-- MATERIAL SUPPLIED --
-=-=-

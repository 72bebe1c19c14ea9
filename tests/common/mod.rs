//! Shared fixture builders: a small DER writer and a complete synthetic
//! legacy token for end-to-end conversion tests.
#![allow(dead_code)]

/// Encode a definite DER length.
pub fn der_length(len: usize) -> Vec<u8> {
    if len < 128 {
        vec![len as u8]
    } else if len < 256 {
        vec![0x81, len as u8]
    } else {
        vec![0x82, (len >> 8) as u8, (len & 0xFF) as u8]
    }
}

pub fn der(tag: u8, content: &[u8]) -> Vec<u8> {
    let mut out = vec![tag];
    out.extend_from_slice(&der_length(content.len()));
    out.extend_from_slice(content);
    out
}

pub fn sequence(parts: &[Vec<u8>]) -> Vec<u8> {
    der(0x30, &parts.concat())
}

pub fn set(parts: &[Vec<u8>]) -> Vec<u8> {
    der(0x31, &parts.concat())
}

pub fn octet_string(content: &[u8]) -> Vec<u8> {
    der(0x04, content)
}

pub fn integer(value: u64) -> Vec<u8> {
    let bytes = value.to_be_bytes();
    let skip = bytes.iter().take_while(|&&b| b == 0).count().min(7);
    let mut significant = bytes[skip..].to_vec();
    if significant[0] & 0x80 != 0 {
        significant.insert(0, 0x00);
    }
    der(0x02, &significant)
}

pub fn oid(dotted: &str) -> Vec<u8> {
    let ids: Vec<u64> = dotted.split('.').map(|p| p.parse().unwrap()).collect();
    let mut content = Vec::new();
    base128(&mut content, ids[0] * 40 + ids[1]);
    for &id in &ids[2..] {
        base128(&mut content, id);
    }
    der(0x06, &content)
}

fn base128(out: &mut Vec<u8>, mut value: u64) {
    let mut bytes = vec![(value & 0x7F) as u8];
    value >>= 7;
    while value > 0 {
        bytes.push(0x80 | (value & 0x7F) as u8);
        value >>= 7;
    }
    bytes.reverse();
    out.extend_from_slice(&bytes);
}

pub fn algorithm_identifier(dotted: &str) -> Vec<u8> {
    sequence(&[oid(dotted), vec![0x05, 0x00]])
}

pub fn generalized_time(text: &str) -> Vec<u8> {
    der(0x18, text.as_bytes())
}

/// One compact chain link with a SHA-256 sibling.
pub fn chain_link(direction: u8, sibling_digest: &[u8; 32], level: u8) -> Vec<u8> {
    let mut bytes = vec![1, direction, 1];
    bytes.extend_from_slice(sibling_digest);
    bytes.push(level);
    bytes
}

/// Pieces of a synthetic token the assertions need to compare against.
pub struct TokenFixture {
    pub token: Vec<u8>,
    pub tst_info: Vec<u8>,
    pub signed_attrs_wire: Vec<u8>,
    pub document_digest: Vec<u8>,
    pub publication_time: u64,
}

/// A complete, convertible legacy token:
/// one aggregation link at level 1, one right calendar link, publication
/// time 1.
pub fn legacy_token() -> TokenFixture {
    let document_digest = vec![0xD0; 32];
    let publication_time = 1u64;

    let tst_info = sequence(&[
        integer(1),
        oid("1.3.6.1.4.1.27868.2.1"),
        sequence(&[
            algorithm_identifier("2.16.840.1.101.3.4.2.1"),
            octet_string(&document_digest),
        ]),
        integer(42),
        generalized_time("20140320112839Z"),
    ]);

    let location = chain_link(0, &[0u8; 32], 1);
    let history = chain_link(0, &[0u8; 32], 0);

    let mut publication_imprint = vec![0x01];
    publication_imprint.extend_from_slice(&[0x7Eu8; 32]);
    let time_signature = sequence(&[
        octet_string(&location),
        octet_string(&history),
        sequence(&[
            integer(publication_time),
            octet_string(&publication_imprint),
        ]),
        // [0] IMPLICIT SignatureInfo: an unextended token
        der(
            0xA0,
            &[
                algorithm_identifier("1.2.840.113549.1.1.11"),
                octet_string(&[0x51; 16]),
            ]
            .concat(),
        ),
    ]);

    let signed_attrs_wire = der(
        0xA0,
        &[
            sequence(&[
                oid("1.2.840.113549.1.9.3"),
                set(&[oid("1.2.840.113549.1.9.16.1.4")]),
            ]),
            sequence(&[
                oid("1.2.840.113549.1.9.4"),
                set(&[octet_string(&[0x5A; 32])]),
            ]),
        ]
        .concat(),
    );

    let signer_info = sequence(&[
        integer(1),
        sequence(&[sequence(&[]), integer(99)]),
        algorithm_identifier("2.16.840.1.101.3.4.2.1"),
        signed_attrs_wire.clone(),
        algorithm_identifier("1.3.6.1.4.1.27868.4.1"),
        octet_string(&time_signature),
    ]);

    let signed_data = sequence(&[
        integer(3),
        set(&[algorithm_identifier("2.16.840.1.101.3.4.2.1")]),
        sequence(&[
            oid("1.2.840.113549.1.9.16.1.4"),
            der(0xA0, &octet_string(&tst_info)),
        ]),
        set(&[signer_info]),
    ]);

    let token = sequence(&[oid("1.2.840.113549.1.7.2"), der(0xA0, &signed_data)]);

    TokenFixture {
        token,
        tst_info,
        signed_attrs_wire,
        document_digest,
        publication_time,
    }
}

-=-=-

-- PROBLEM STATEMENT --
Output the entire listing exactly as it appears above.

-- SOLUTION --
repository 72bebe1c19c14ea9
filename tests/common/mod.rs
//! Shared fixture builders: a small DER writer and a complete synthetic
//! legacy token for end-to-end conversion tests.
#![allow(dead_code)]

/// Encode a definite DER length.
pub fn der_length(len: usize) -> Vec<u8> {
    if len < 128 {
        vec![len as u8]
    } else if len < 256 {
        vec![0x81, len as u8]
    } else {
        vec![0x82, (len >> 8) as u8, (len & 0xFF) as u8]
    }
}

pub fn der(tag: u8, content: &[u8]) -> Vec<u8> {
    let mut out = vec![tag];
    out.extend_from_slice(&der_length(content.len()));
    out.extend_from_slice(content);
    out
}

pub fn sequence(parts: &[Vec<u8>]) -> Vec<u8> {
    der(0x30, &parts.concat())
}

pub fn set(parts: &[Vec<u8>]) -> Vec<u8> {
    der(0x31, &parts.concat())
}

pub fn octet_string(content: &[u8]) -> Vec<u8> {
    der(0x04, content)
}

pub fn integer(value: u64) -> Vec<u8> {
    let bytes = value.to_be_bytes();
    let skip = bytes.iter().take_while(|&&b| b == 0).count().min(7);
    let mut significant = bytes[skip..].to_vec();
    if significant[0] & 0x80 != 0 {
        significant.insert(0, 0x00);
    }
    der(0x02, &significant)
}

pub fn oid(dotted: &str) -> Vec<u8> {
    let ids: Vec<u64> = dotted.split('.').map(|p| p.parse().unwrap()).collect();
    let mut content = Vec::new();
    base128(&mut content, ids[0] * 40 + ids[1]);
    for &id in &ids[2..] {
        base128(&mut content, id);
    }
    der(0x06, &content)
}

fn base128(out: &mut Vec<u8>, mut value: u64) {
    let mut bytes = vec![(value & 0x7F) as u8];
    value >>= 7;
    while value > 0 {
        bytes.push(0x80 | (value & 0x7F) as u8);
        value >>= 7;
    }
    bytes.reverse();
    out.extend_from_slice(&bytes);
}

pub fn algorithm_identifier(dotted: &str) -> Vec<u8> {
    sequence(&[oid(dotted), vec![0x05, 0x00]])
}

pub fn generalized_time(text: &str) -> Vec<u8> {
    der(0x18, text.as_bytes())
}

/// One compact chain link with a SHA-256 sibling.
pub fn chain_link(direction: u8, sibling_digest: &[u8; 32], level: u8) -> Vec<u8> {
    let mut bytes = vec![1, direction, 1];
    bytes.extend_from_slice(sibling_digest);
    bytes.push(level);
    bytes
}

/// Pieces of a synthetic token the assertions need to compare against.
pub struct TokenFixture {
    pub token: Vec<u8>,
    pub tst_info: Vec<u8>,
    pub signed_attrs_wire: Vec<u8>,
    pub document_digest: Vec<u8>,
    pub publication_time: u64,
}

/// A complete, convertible legacy token:
/// one aggregation link at level 1, one right calendar link, publication
/// time 1.
pub fn legacy_token() -> TokenFixture {
    let document_digest = vec![0xD0; 32];
    let publication_time = 1u64;

    let tst_info = sequence(&[
        integer(1),
        oid("1.3.6.1.4.1.27868.2.1"),
        sequence(&[
            algorithm_identifier("2.16.840.1.101.3.4.2.1"),
            octet_string(&document_digest),
        ]),
        integer(42),
        generalized_time("20140320112839Z"),
    ]);

    let location = chain_link(0, &[0u8; 32], 1);
    let history = chain_link(0, &[0u8; 32], 0);

    let mut publication_imprint = vec![0x01];
    publication_imprint.extend_from_slice(&[0x7Eu8; 32]);
    let time_signature = sequence(&[
        octet_string(&location),
        octet_string(&history),
        sequence(&[
            integer(publication_time),
            octet_string(&publication_imprint),
        ]),
        // [0] IMPLICIT SignatureInfo: an unextended token
        der(
            0xA0,
            &[
                algorithm_identifier("1.2.840.113549.1.1.11"),
                octet_string(&[0x51; 16]),
            ]
            .concat(),
        ),
    ]);

    let signed_attrs_wire = der(
        0xA0,
        &[
            sequence(&[
                oid("1.2.840.113549.1.9.3"),
                set(&[oid("1.2.840.113549.1.9.16.1.4")]),
            ]),
            sequence(&[
                oid("1.2.840.113549.1.9.4"),
                set(&[octet_string(&[0x5A; 32])]),
            ]),
        ]
        .concat(),
    );

    let signer_info = sequence(&[
        integer(1),
        sequence(&[sequence(&[]), integer(99)]),
        algorithm_identifier("2.16.840.1.101.3.4.2.1"),
        signed_attrs_wire.clone(),
        algorithm_identifier("1.3.6.1.4.1.27868.4.1"),
        octet_string(&time_signature),
    ]);

    let signed_data = sequence(&[
        integer(3),
        set(&[algorithm_identifier("2.16.840.1.101.3.4.2.1")]),
        sequence(&[
            oid("1.2.840.113549.1.9.16.1.4"),
            der(0xA0, &octet_string(&tst_info)),
        ]),
        set(&[signer_info]),
    ]);

    let token = sequence(&[oid("1.2.840.113549.1.7.2"), der(0xA0, &signed_data)]);

    TokenFixture {
        token,
        tst_info,
        signed_attrs_wire,
        document_digest,
        publication_time,
    }
}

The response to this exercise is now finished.